_About this task_: Examine each line of the listing below. Copy those in which the string "UnknownSubscription" appears.

--- Working data ---

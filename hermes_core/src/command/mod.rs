//! Control protocol between clients and the driver.
//!
//! Commands travel client -> driver over the to-driver ring; responses
//! travel driver -> clients over the broadcast. Every message is a
//! fixed-layout `#[repr(C)]` Pod record decoded with [`decode`] and
//! encoded with [`encode`]: no codec, readable from any process mapping
//! the buffers.

use bytemuck::{Pod, Zeroable};

use crate::error::{HermesError, HermesResult};
use crate::types::FixedString;

/// Channel/path/message string capacity on the wire.
pub const MAX_CHANNEL_LENGTH: usize = 255;

/// The only media this core recognises.
pub const IPC_CHANNEL: &str = "hermes:ipc";

/// Command message types (client -> driver).
pub mod msg_type {
    pub const ADD_PUBLICATION: i32 = 0x01;
    pub const REMOVE_PUBLICATION: i32 = 0x02;
    pub const ADD_SUBSCRIPTION: i32 = 0x03;
    pub const REMOVE_SUBSCRIPTION: i32 = 0x04;
    pub const CLIENT_KEEPALIVE: i32 = 0x05;
    pub const CLIENT_CLOSE: i32 = 0x06;
    pub const ADD_COUNTER: i32 = 0x07;
    pub const REMOVE_COUNTER: i32 = 0x08;
    pub const TERMINATE_DRIVER: i32 = 0x09;
}

/// Response message types (driver -> clients).
pub mod response_type {
    pub const ON_ERROR: i32 = 0x0F01;
    pub const ON_AVAILABLE_IMAGE: i32 = 0x0F02;
    pub const ON_PUBLICATION_READY: i32 = 0x0F03;
    pub const ON_OPERATION_SUCCESS: i32 = 0x0F04;
    pub const ON_UNAVAILABLE_IMAGE: i32 = 0x0F05;
    pub const ON_SUBSCRIPTION_READY: i32 = 0x0F06;
    pub const ON_COUNTER_READY: i32 = 0x0F07;
    pub const ON_UNAVAILABLE_COUNTER: i32 = 0x0F08;
    pub const ON_CLIENT_TIMEOUT: i32 = 0x0F09;
}

/// Wire error codes carried by [`ErrorResponse`].
#[derive(Debug, Clone, Copy, PartialEq, Eq)]
#[repr(i32)]
pub enum ErrorCode {
    GenericError = 0,
    InvalidChannel = 1,
    UnknownSubscription = 2,
    UnknownPublication = 3,
    StorageSpace = 4,
    UnknownCounter = 5,
    SessionIdClash = 6,
    ClashingSubscriptionParams = 7,
    MalformedCommand = 8,
}

impl ErrorCode {
    pub fn from_i32(value: i32) -> Self {
        match value {
            1 => ErrorCode::InvalidChannel,
            2 => ErrorCode::UnknownSubscription,
            3 => ErrorCode::UnknownPublication,
            4 => ErrorCode::StorageSpace,
            5 => ErrorCode::UnknownCounter,
            6 => ErrorCode::SessionIdClash,
            7 => ErrorCode::ClashingSubscriptionParams,
            8 => ErrorCode::MalformedCommand,
            _ => ErrorCode::GenericError,
        }
    }
}

/// Common prefix of every command: which client sent it and the
/// correlation id its response will carry.
#[derive(Debug, Clone, Copy, Default, PartialEq, Eq)]
#[repr(C)]
pub struct CorrelatedMessage {
    pub client_id: i64,
    pub correlation_id: i64,
}

// SAFETY: repr(C) structs of Pod fields with explicit padding, no
// implicit padding (sizes asserted below), any bit pattern valid.
unsafe impl Zeroable for CorrelatedMessage {}
unsafe impl Pod for CorrelatedMessage {}

/// Add a publication (shared or exclusive) on a stream.
#[derive(Debug, Clone, Copy)]
#[repr(C)]
pub struct PublicationMessage {
    pub correlated: CorrelatedMessage,
    pub stream_id: i32,
    pub is_exclusive: i32,
    /// Explicit session id request; only honoured when
    /// `has_explicit_session_id` is non-zero.
    pub session_id: i32,
    pub has_explicit_session_id: i32,
    pub channel: FixedString<MAX_CHANNEL_LENGTH>,
}

unsafe impl Zeroable for PublicationMessage {}
unsafe impl Pod for PublicationMessage {}

/// Add a subscription on a stream.
#[derive(Debug, Clone, Copy)]
#[repr(C)]
pub struct SubscriptionMessage {
    pub correlated: CorrelatedMessage,
    pub stream_id: i32,
    pub is_tether: i32,
    pub is_reliable: i32,
    pub is_rejoin: i32,
    pub channel: FixedString<MAX_CHANNEL_LENGTH>,
}

unsafe impl Zeroable for SubscriptionMessage {}
unsafe impl Pod for SubscriptionMessage {}

/// Remove a publication, subscription or counter by registration id.
#[derive(Debug, Clone, Copy)]
#[repr(C)]
pub struct RemoveMessage {
    pub correlated: CorrelatedMessage,
    pub registration_id: i64,
}

unsafe impl Zeroable for RemoveMessage {}
unsafe impl Pod for RemoveMessage {}

/// Allocate a client-owned counter.
#[derive(Debug, Clone, Copy)]
#[repr(C)]
pub struct CounterMessage {
    pub correlated: CorrelatedMessage,
    pub type_id: i32,
    pub _pad: i32,
    pub label: FixedString<MAX_CHANNEL_LENGTH>,
}

unsafe impl Zeroable for CounterMessage {}
unsafe impl Pod for CounterMessage {}

/// Reject a command.
#[derive(Debug, Clone, Copy)]
#[repr(C)]
pub struct ErrorResponse {
    pub offending_correlation_id: i64,
    pub error_code: i32,
    pub _pad: i32,
    pub message: FixedString<MAX_CHANNEL_LENGTH>,
}

unsafe impl Zeroable for ErrorResponse {}
unsafe impl Pod for ErrorResponse {}

/// A new publication's log and counters are ready.
#[derive(Debug, Clone, Copy)]
#[repr(C)]
pub struct PublicationReady {
    pub correlation_id: i64,
    pub registration_id: i64,
    pub session_id: i32,
    pub stream_id: i32,
    pub publisher_limit_counter_id: i32,
    pub is_exclusive: i32,
    pub log_file: FixedString<MAX_CHANNEL_LENGTH>,
}

unsafe impl Zeroable for PublicationReady {}
unsafe impl Pod for PublicationReady {}

/// A subscription is registered.
#[derive(Debug, Clone, Copy, Default)]
#[repr(C)]
pub struct SubscriptionReady {
    pub correlation_id: i64,
}

unsafe impl Zeroable for SubscriptionReady {}
unsafe impl Pod for SubscriptionReady {}

/// A command with no dedicated response completed.
#[derive(Debug, Clone, Copy, Default)]
#[repr(C)]
pub struct OperationSucceeded {
    pub correlation_id: i64,
}

unsafe impl Zeroable for OperationSucceeded {}
unsafe impl Pod for OperationSucceeded {}

/// An image (per-session view of a publication) is available to a
/// subscription.
#[derive(Debug, Clone, Copy)]
#[repr(C)]
pub struct ImageReady {
    pub correlation_id: i64,
    pub subscription_registration_id: i64,
    pub session_id: i32,
    pub stream_id: i32,
    pub subscriber_position_counter_id: i32,
    pub _pad: i32,
    pub log_file: FixedString<MAX_CHANNEL_LENGTH>,
}

unsafe impl Zeroable for ImageReady {}
unsafe impl Pod for ImageReady {}

/// An image is no longer available.
#[derive(Debug, Clone, Copy, Default)]
#[repr(C)]
pub struct ImageMessage {
    pub correlation_id: i64,
    pub subscription_registration_id: i64,
    pub stream_id: i32,
    pub _pad: i32,
}

unsafe impl Zeroable for ImageMessage {}
unsafe impl Pod for ImageMessage {}

/// A counter was allocated (ready) or freed (unavailable).
#[derive(Debug, Clone, Copy, Default)]
#[repr(C)]
pub struct CounterUpdate {
    pub correlation_id: i64,
    pub counter_id: i32,
    pub _pad: i32,
}

unsafe impl Zeroable for CounterUpdate {}
unsafe impl Pod for CounterUpdate {}

/// A client missed its keepalives and was torn down.
#[derive(Debug, Clone, Copy, Default)]
#[repr(C)]
pub struct ClientTimeout {
    pub client_id: i64,
}

unsafe impl Zeroable for ClientTimeout {}
unsafe impl Pod for ClientTimeout {}

// Layout guards: any implicit padding would make these sizes disagree.
const _: () = assert!(std::mem::size_of::<CorrelatedMessage>() == 16);
const _: () = assert!(std::mem::size_of::<PublicationMessage>() == 288);
const _: () = assert!(std::mem::size_of::<SubscriptionMessage>() == 288);
const _: () = assert!(std::mem::size_of::<RemoveMessage>() == 24);
const _: () = assert!(std::mem::size_of::<CounterMessage>() == 280);
const _: () = assert!(std::mem::size_of::<ErrorResponse>() == 272);
const _: () = assert!(std::mem::size_of::<PublicationReady>() == 288);
const _: () = assert!(std::mem::size_of::<ImageReady>() == 288);
const _: () = assert!(std::mem::size_of::<ImageMessage>() == 24);
const _: () = assert!(std::mem::size_of::<CounterUpdate>() == 16);

/// Encode a message as its wire bytes.
#[inline]
pub fn encode<T: Pod>(msg: &T) -> &[u8] {
    bytemuck::bytes_of(msg)
}

/// Decode a message from wire bytes (unaligned-safe copy).
pub fn decode<T: Pod>(payload: &[u8]) -> HermesResult<T> {
    let size = std::mem::size_of::<T>();
    if payload.len() < size {
        return Err(HermesError::protocol(
            ErrorCode::MalformedCommand,
            format!(
                "command too short: {} bytes, expected {}",
                payload.len(),
                size
            ),
        ));
    }
    Ok(bytemuck::pod_read_unaligned(&payload[..size]))
}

---

_Response to this task_:
    UnknownSubscription = 2,
            2 => ErrorCode::UnknownSubscription,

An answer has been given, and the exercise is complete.